According to the news release, the company recorded quarterly revenues and NOI increases of 17% and 9% respectively versus the matching 2013 period with FFO and AFFO decreasing 30% and 26% respectively compared to the same 2013 quarter.
The release went on to note that the company's second quarter results had been dampened by $2.5 million of one-time costs related to the proxy battle with Orange Capital, the REIT's efforts to unwind the Holyrood Transaction and the strategic review.
As a result of the quarter's performance, the company announced measures to shore up its financial position which included the reduction of the REIT's monthly distribution from $0.04166 to $0.02083 and the conditional agreement to sell a small portfolio of properties for net cash consideration of approximately $14.0 million.
Company Acting CEO and COO, Jane Domenico, commented on the results, “In order to position Partners to realize our assets' potential, it is vital that we improve our financial flexibility. This position has been constrained by a variety of factors, including our recent proxy battle, near-term cash requirements, and the need to make critical investments in our property portfolio.”

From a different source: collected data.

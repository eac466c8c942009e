//! Core data models used throughout the assistant.
//!
//! These types cover the conversation wire shapes (messages, function
//! declarations, completion requests) and the documents, passages, and
//! answers that flow through the retrieval index.

use std::collections::BTreeMap;

use serde::{Deserialize, Serialize};

/// Who authored a message in the conversation history.
#[derive(Debug, Clone, Copy, PartialEq, Eq, Serialize, Deserialize)]
#[serde(rename_all = "lowercase")]
pub enum Role {
    System,
    User,
    Assistant,
    Function,
}

/// A function invocation requested by the model.
#[derive(Debug, Clone, PartialEq, Serialize, Deserialize)]
pub struct FunctionCall {
    pub name: String,
    /// Raw JSON argument text exactly as returned by the model.
    #[serde(default)]
    pub arguments: String,
}

/// One entry of the conversation history.
#[derive(Debug, Clone, PartialEq, Serialize, Deserialize)]
pub struct Message {
    pub role: Role,
    #[serde(default)]
    pub content: Option<String>,
    #[serde(default, skip_serializing_if = "Option::is_none")]
    pub name: Option<String>,
    #[serde(default, skip_serializing_if = "Option::is_none")]
    pub function_call: Option<FunctionCall>,
}

impl Message {
    pub fn system(content: impl Into<String>) -> Self {
        Self::text(Role::System, content)
    }

    pub fn user(content: impl Into<String>) -> Self {
        Self::text(Role::User, content)
    }

    pub fn assistant(content: impl Into<String>) -> Self {
        Self::text(Role::Assistant, content)
    }

    /// The result of a function call, fed back to the model.
    pub fn function(name: impl Into<String>, content: impl Into<String>) -> Self {
        Self {
            role: Role::Function,
            content: Some(content.into()),
            name: Some(name.into()),
            function_call: None,
        }
    }

    fn text(role: Role, content: impl Into<String>) -> Self {
        Self {
            role,
            content: Some(content.into()),
            name: None,
            function_call: None,
        }
    }

    pub fn content_str(&self) -> &str {
        self.content.as_deref().unwrap_or("")
    }
}

/// Schema of a single named parameter.
#[derive(Debug, Clone, PartialEq, Serialize, Deserialize)]
pub struct PropertySchema {
    #[serde(rename = "type")]
    pub kind: String,
    #[serde(default, skip_serializing_if = "Option::is_none")]
    pub description: Option<String>,
    #[serde(rename = "enum", default, skip_serializing_if = "Option::is_none")]
    pub allowed: Option<Vec<String>>,
    /// Element schema when `kind` is `array`.
    #[serde(default, skip_serializing_if = "Option::is_none")]
    pub items: Option<Box<PropertySchema>>,
}

impl PropertySchema {
    pub fn new(kind: &str) -> Self {
        Self {
            kind: kind.to_string(),
            description: None,
            allowed: None,
            items: None,
        }
    }

    pub fn describe(mut self, description: &str) -> Self {
        self.description = Some(description.to_string());
        self
    }

    pub fn one_of(mut self, allowed: &[&str]) -> Self {
        self.allowed = Some(allowed.iter().map(|s| s.to_string()).collect());
        self
    }

    pub fn array_of(item: PropertySchema) -> Self {
        Self {
            items: Some(Box::new(item)),
            ..Self::new("array")
        }
    }
}

/// Object schema describing a function's parameters.
#[derive(Debug, Clone, PartialEq, Serialize, Deserialize)]
pub struct ParameterSchema {
    #[serde(rename = "type")]
    pub kind: String,
    pub properties: BTreeMap<String, PropertySchema>,
    #[serde(default, skip_serializing_if = "Vec::is_empty")]
    pub required: Vec<String>,
}

impl Default for ParameterSchema {
    fn default() -> Self {
        Self {
            kind: "object".to_string(),
            properties: BTreeMap::new(),
            required: Vec::new(),
        }
    }
}

impl ParameterSchema {
    pub fn property(mut self, name: &str, schema: PropertySchema, required: bool) -> Self {
        self.properties.insert(name.to_string(), schema);
        if required {
            self.required.push(name.to_string());
        }
        self
    }
}

/// A function the model may call.
#[derive(Debug, Clone, PartialEq, Serialize, Deserialize)]
pub struct FunctionDeclaration {
    pub name: String,
    #[serde(default, skip_serializing_if = "Option::is_none")]
    pub description: Option<String>,
    pub parameters: ParameterSchema,
}

/// One chat-completion request as sent upstream.
#[derive(Debug, Clone, Serialize)]
pub struct ChatRequest {
    pub model: String,
    pub messages: Vec<Message>,
    pub temperature: f32,
    #[serde(skip_serializing_if = "Vec::is_empty")]
    pub functions: Vec<FunctionDeclaration>,
    /// `"auto"` or `"none"`; omitted for plain completions.
    #[serde(skip_serializing_if = "Option::is_none")]
    pub function_call: Option<String>,
}

/// A validated chat-completion reply.
#[derive(Debug, Clone, PartialEq)]
pub struct ChatReply {
    pub message: Message,
    pub tokens_used: u64,
}

/// Outcome of one engine step.
///
/// When `function_called` is true, `payload` is the reconciled function name
/// and `arguments` holds the raw argument text; otherwise `payload` is the
/// model's answer.
#[derive(Debug, Clone, PartialEq, Default)]
pub struct CompletionResult {
    pub function_called: bool,
    pub tokens_used: u64,
    pub payload: String,
    pub arguments: Option<String>,
    pub status: String,
}

impl CompletionResult {
    pub fn answer(text: impl Into<String>, tokens_used: u64) -> Self {
        Self {
            function_called: false,
            tokens_used,
            payload: text.into(),
            arguments: None,
            status: "Complete".to_string(),
        }
    }

    pub fn call(name: impl Into<String>, arguments: impl Into<String>, tokens_used: u64) -> Self {
        Self {
            function_called: true,
            tokens_used,
            payload: name.into(),
            arguments: Some(arguments.into()),
            status: String::new(),
        }
    }

    /// A zero result carrying only a diagnostic.
    pub fn failed(status: impl Into<String>) -> Self {
        Self {
            status: status.into(),
            ..Self::default()
        }
    }
}

/// A loaded document before it is split into passages.
#[derive(Debug, Clone, PartialEq)]
pub struct SourceDocument {
    /// File path or URL the text came from.
    pub source: String,
    pub text: String,
    pub metadata_json: String,
}

/// A slice of a document stored with its embedding.
#[derive(Debug, Clone, PartialEq)]
pub struct Passage {
    pub source: String,
    pub chunk_index: i64,
    pub text: String,
    pub hash: String,
    pub metadata_json: String,
}

/// A stored passage with its similarity to the question.
#[derive(Debug, Clone)]
pub struct ScoredPassage {
    pub id: String,
    pub source: String,
    pub text: String,
    pub score: f32,
}

/// Answer composed from retrieved passages.
#[derive(Debug, Clone, PartialEq, Default)]
pub struct RagAnswer {
    pub answer: String,
    pub sources: String,
    pub tokens_used: u64,
}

She went on to illustrate, “Furthermore, the uncertainty regarding the outcome of our attempts to unwind the Holyrood acquisition has limited our ability to access traditional sources of capital. As a result, we have elected to reduce our monthly distribution and sell a small portfolio of our Ontario assets. These decisions were not made lightly. However, improving our liquidity and financial flexibility is necessary for our future.”
Then she added, “We believe that we will soon have greater clarity regarding the unwinding of the Holyrood acquisition. We will then be in a position to articulate a more comprehensive strategic plan for Partners' future.”
And finally concluded, “Over the last twelve months, Partners' progress has been plagued by a variety of headwinds. Only by establishing a track record of consistent performance can we prove that this challenging period is behind us. Today's decisions place us in a better position to pursue this goal.”
Partners REIT was in the news recently when the Barrie Ontario-based company provided information regarding the results of the annual and special shareholders meeting at the end of July.
Shares were down 11.62% on the news to $4.41 per share.
Currently there are 27.5m outstanding shares with a market cap of $120.8 million.